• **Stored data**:
- - - -

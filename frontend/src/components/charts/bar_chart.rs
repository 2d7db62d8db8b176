use plotters::prelude::*;
use plotters::style::text_anchor::{HPos, Pos, VPos};
use shared::Comparison;
use yew::prelude::*;

use super::palette::series_colors;
use super::{chart_error, ChartArea, ChartHandle};
use crate::services::Logger;

const BAR_WIDTH: f64 = 0.4;
const BAR_GAP: f64 = 0.1;

/// Horizontal extent of one bar: category `category` occupies `[i, i + 1)`
/// and its two series sit side by side inside that slot.
pub fn bar_span(category: usize, series: usize) -> (f64, f64) {
    let left = category as f64 + BAR_GAP + series as f64 * BAR_WIDTH;
    (left, left + BAR_WIDTH)
}

/// Value axis bounds, always including zero, with headroom above the
/// tallest bar (and below the deepest negative one)
pub fn value_range<I: IntoIterator<Item = f64>>(values: I) -> (f64, f64) {
    let (min, max) = values
        .into_iter()
        .fold((0.0_f64, 0.0_f64), |(min, max), value| (min.min(value), max.max(value)));

    if min == 0.0 && max == 0.0 {
        return (0.0, 1.0);
    }

    let padding = (max - min) * 0.1;
    let low = if min < 0.0 { min - padding } else { 0.0 };
    (low, max + padding)
}

fn draw_bars(root: &ChartArea, comparison: &Comparison) -> Result<(), String> {
    let slots = comparison.categories.len().max(1) as f64;
    let (y_min, y_max) = value_range(
        comparison
            .first
            .values
            .iter()
            .chain(comparison.second.values.iter())
            .copied(),
    );

    let mut chart = ChartBuilder::on(root)
        .margin(15)
        .x_label_area_size(40)
        .y_label_area_size(70)
        .build_cartesian_2d(0.0..slots, y_min..y_max)
        .map_err(chart_error)?;

    chart
        .configure_mesh()
        .disable_x_mesh()
        .x_label_formatter(&|_| String::new())
        .y_label_formatter(&|v| format!("₹{:.0}", v))
        .label_style(("sans-serif", 12))
        .bold_line_style(&RGBColor(235, 235, 235))
        .light_line_style(&RGBColor(248, 248, 248))
        .draw()
        .map_err(chart_error)?;

    for (series_index, (series, color)) in [&comparison.first, &comparison.second]
        .into_iter()
        .zip(series_colors(comparison.kind))
        .enumerate()
    {
        chart
            .draw_series(series.values.iter().enumerate().map(move |(category, value)| {
                let (left, right) = bar_span(category, series_index);
                Rectangle::new([(left, 0.0), (right, *value)], color.filled())
            }))
            .map_err(chart_error)?
            .label(series.label.clone())
            .legend(move |(x, y)| Rectangle::new([(x, y - 5), (x + 10, y + 5)], color.filled()));
    }

    chart
        .configure_series_labels()
        .position(SeriesLabelPosition::UpperRight)
        .background_style(&WHITE.mix(0.85))
        .border_style(&RGBColor(200, 200, 200))
        .draw()
        .map_err(chart_error)?;

    let label_style = TextStyle::from(("sans-serif", 13).into_font()).pos(Pos::new(HPos::Center, VPos::Top));
    for (index, category) in comparison.categories.iter().enumerate() {
        let (x, y) = chart.backend_coord(&(index as f64 + 0.5, y_min));
        root.draw(&Text::new(category.clone(), (x, y + 8), label_style.clone()))
            .map_err(chart_error)?;
    }

    Ok(())
}

#[derive(Properties, PartialEq)]
pub struct BarChartProps {
    pub comparison: Comparison,
}

/// Grouped bars: one series per compared period over a shared category axis
pub struct BarChart {
    canvas_ref: NodeRef,
    handle: Option<ChartHandle>,
}

impl Component for BarChart {
    type Message = ();
    type Properties = BarChartProps;

    fn create(_ctx: &Context<Self>) -> Self {
        Self {
            canvas_ref: NodeRef::default(),
            handle: None,
        }
    }

    fn view(&self, _ctx: &Context<Self>) -> Html {
        html! {
            <div class="chart-container">
                <canvas ref={self.canvas_ref.clone()} class="chart-canvas" width="640" height="360"></canvas>
            </div>
        }
    }

    fn rendered(&mut self, ctx: &Context<Self>, _first_render: bool) {
        if self.handle.is_none() {
            self.handle = ChartHandle::attach(&self.canvas_ref);
        }

        if let Some(handle) = &self.handle {
            if let Err(e) = handle.render(|root| draw_bars(root, &ctx.props().comparison)) {
                Logger::error_with_component("bar_chart", &e);
            }
        }
    }

    fn destroy(&mut self, _ctx: &Context<Self>) {
        if let Some(handle) = self.handle.take() {
            handle.dispose();
        }
    }
}

#[cfg(test)]
mod tests {
    use super::*;

    fn assert_span(actual: (f64, f64), expected: (f64, f64)) {
        assert!((actual.0 - expected.0).abs() < 1e-12, "{:?} != {:?}", actual, expected);
        assert!((actual.1 - expected.1).abs() < 1e-12, "{:?} != {:?}", actual, expected);
    }

    #[test]
    fn test_bars_sit_side_by_side_inside_their_slot() {
        assert_span(bar_span(0, 0), (0.1, 0.5));
        assert_span(bar_span(0, 1), (0.5, 0.9));
        assert_span(bar_span(2, 1), (2.5, 2.9));
    }

    #[test]
    fn test_value_range_starts_at_zero() {
        let (low, high) = value_range([150.0, 30.0, 0.0]);
        assert_eq!(low, 0.0);
        assert!((high - 165.0).abs() < 1e-9);
    }

    #[test]
    fn test_value_range_extends_below_zero_for_refunds() {
        let (low, high) = value_range([100.0, -50.0]);
        assert!((low + 65.0).abs() < 1e-9);
        assert!((high - 115.0).abs() < 1e-9);
    }

    #[test]
    fn test_value_range_for_no_spending() {
        assert_eq!(value_range(Vec::new()), (0.0, 1.0));
        assert_eq!(value_range([0.0, 0.0]), (0.0, 1.0));
    }
}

- - - -

Nothing in the records should change when you repeat them all.

• **Answer space**:
filename frontend/src/components/charts/bar_chart.rs
repository 2d7db62d8db8b176
use plotters::prelude::*;
use plotters::style::text_anchor::{HPos, Pos, VPos};
use shared::Comparison;
use yew::prelude::*;

use super::palette::series_colors;
use super::{chart_error, ChartArea, ChartHandle};
use crate::services::Logger;

const BAR_WIDTH: f64 = 0.4;
const BAR_GAP: f64 = 0.1;

/// Horizontal extent of one bar: category `category` occupies `[i, i + 1)`
/// and its two series sit side by side inside that slot.
pub fn bar_span(category: usize, series: usize) -> (f64, f64) {
    let left = category as f64 + BAR_GAP + series as f64 * BAR_WIDTH;
    (left, left + BAR_WIDTH)
}

/// Value axis bounds, always including zero, with headroom above the
/// tallest bar (and below the deepest negative one)
pub fn value_range<I: IntoIterator<Item = f64>>(values: I) -> (f64, f64) {
    let (min, max) = values
        .into_iter()
        .fold((0.0_f64, 0.0_f64), |(min, max), value| (min.min(value), max.max(value)));

    if min == 0.0 && max == 0.0 {
        return (0.0, 1.0);
    }

    let padding = (max - min) * 0.1;
    let low = if min < 0.0 { min - padding } else { 0.0 };
    (low, max + padding)
}

fn draw_bars(root: &ChartArea, comparison: &Comparison) -> Result<(), String> {
    let slots = comparison.categories.len().max(1) as f64;
    let (y_min, y_max) = value_range(
        comparison
            .first
            .values
            .iter()
            .chain(comparison.second.values.iter())
            .copied(),
    );

    let mut chart = ChartBuilder::on(root)
        .margin(15)
        .x_label_area_size(40)
        .y_label_area_size(70)
        .build_cartesian_2d(0.0..slots, y_min..y_max)
        .map_err(chart_error)?;

    chart
        .configure_mesh()
        .disable_x_mesh()
        .x_label_formatter(&|_| String::new())
        .y_label_formatter(&|v| format!("₹{:.0}", v))
        .label_style(("sans-serif", 12))
        .bold_line_style(&RGBColor(235, 235, 235))
        .light_line_style(&RGBColor(248, 248, 248))
        .draw()
        .map_err(chart_error)?;

    for (series_index, (series, color)) in [&comparison.first, &comparison.second]
        .into_iter()
        .zip(series_colors(comparison.kind))
        .enumerate()
    {
        chart
            .draw_series(series.values.iter().enumerate().map(move |(category, value)| {
                let (left, right) = bar_span(category, series_index);
                Rectangle::new([(left, 0.0), (right, *value)], color.filled())
            }))
            .map_err(chart_error)?
            .label(series.label.clone())
            .legend(move |(x, y)| Rectangle::new([(x, y - 5), (x + 10, y + 5)], color.filled()));
    }

    chart
        .configure_series_labels()
        .position(SeriesLabelPosition::UpperRight)
        .background_style(&WHITE.mix(0.85))
        .border_style(&RGBColor(200, 200, 200))
        .draw()
        .map_err(chart_error)?;

    let label_style = TextStyle::from(("sans-serif", 13).into_font()).pos(Pos::new(HPos::Center, VPos::Top));
    for (index, category) in comparison.categories.iter().enumerate() {
        let (x, y) = chart.backend_coord(&(index as f64 + 0.5, y_min));
        root.draw(&Text::new(category.clone(), (x, y + 8), label_style.clone()))
            .map_err(chart_error)?;
    }

    Ok(())
}

#[derive(Properties, PartialEq)]
pub struct BarChartProps {
    pub comparison: Comparison,
}

/// Grouped bars: one series per compared period over a shared category axis
pub struct BarChart {
    canvas_ref: NodeRef,
    handle: Option<ChartHandle>,
}

impl Component for BarChart {
    type Message = ();
    type Properties = BarChartProps;

    fn create(_ctx: &Context<Self>) -> Self {
        Self {
            canvas_ref: NodeRef::default(),
            handle: None,
        }
    }

    fn view(&self, _ctx: &Context<Self>) -> Html {
        html! {
            <div class="chart-container">
                <canvas ref={self.canvas_ref.clone()} class="chart-canvas" width="640" height="360"></canvas>
            </div>
        }
    }

    fn rendered(&mut self, ctx: &Context<Self>, _first_render: bool) {
        if self.handle.is_none() {
            self.handle = ChartHandle::attach(&self.canvas_ref);
        }

        if let Some(handle) = &self.handle {
            if let Err(e) = handle.render(|root| draw_bars(root, &ctx.props().comparison)) {
                Logger::error_with_component("bar_chart", &e);
            }
        }
    }

    fn destroy(&mut self, _ctx: &Context<Self>) {
        if let Some(handle) = self.handle.take() {
            handle.dispose();
        }
    }
}

#[cfg(test)]
mod tests {
    use super::*;

    fn assert_span(actual: (f64, f64), expected: (f64, f64)) {
        assert!((actual.0 - expected.0).abs() < 1e-12, "{:?} != {:?}", actual, expected);
        assert!((actual.1 - expected.1).abs() < 1e-12, "{:?} != {:?}", actual, expected);
    }

    #[test]
    fn test_bars_sit_side_by_side_inside_their_slot() {
        assert_span(bar_span(0, 0), (0.1, 0.5));
        assert_span(bar_span(0, 1), (0.5, 0.9));
        assert_span(bar_span(2, 1), (2.5, 2.9));
    }

    #[test]
    fn test_value_range_starts_at_zero() {
        let (low, high) = value_range([150.0, 30.0, 0.0]);
        assert_eq!(low, 0.0);
        assert!((high - 165.0).abs() < 1e-9);
    }

    #[test]
    fn test_value_range_extends_below_zero_for_refunds() {
        let (low, high) = value_range([100.0, -50.0]);
        assert!((low + 65.0).abs() < 1e-9);
        assert!((high - 115.0).abs() < 1e-9);
    }

    #[test]
    fn test_value_range_for_no_spending() {
        assert_eq!(value_range(Vec::new()), (0.0, 1.0));
        assert_eq!(value_range([0.0, 0.0]), (0.0, 1.0));
    }
}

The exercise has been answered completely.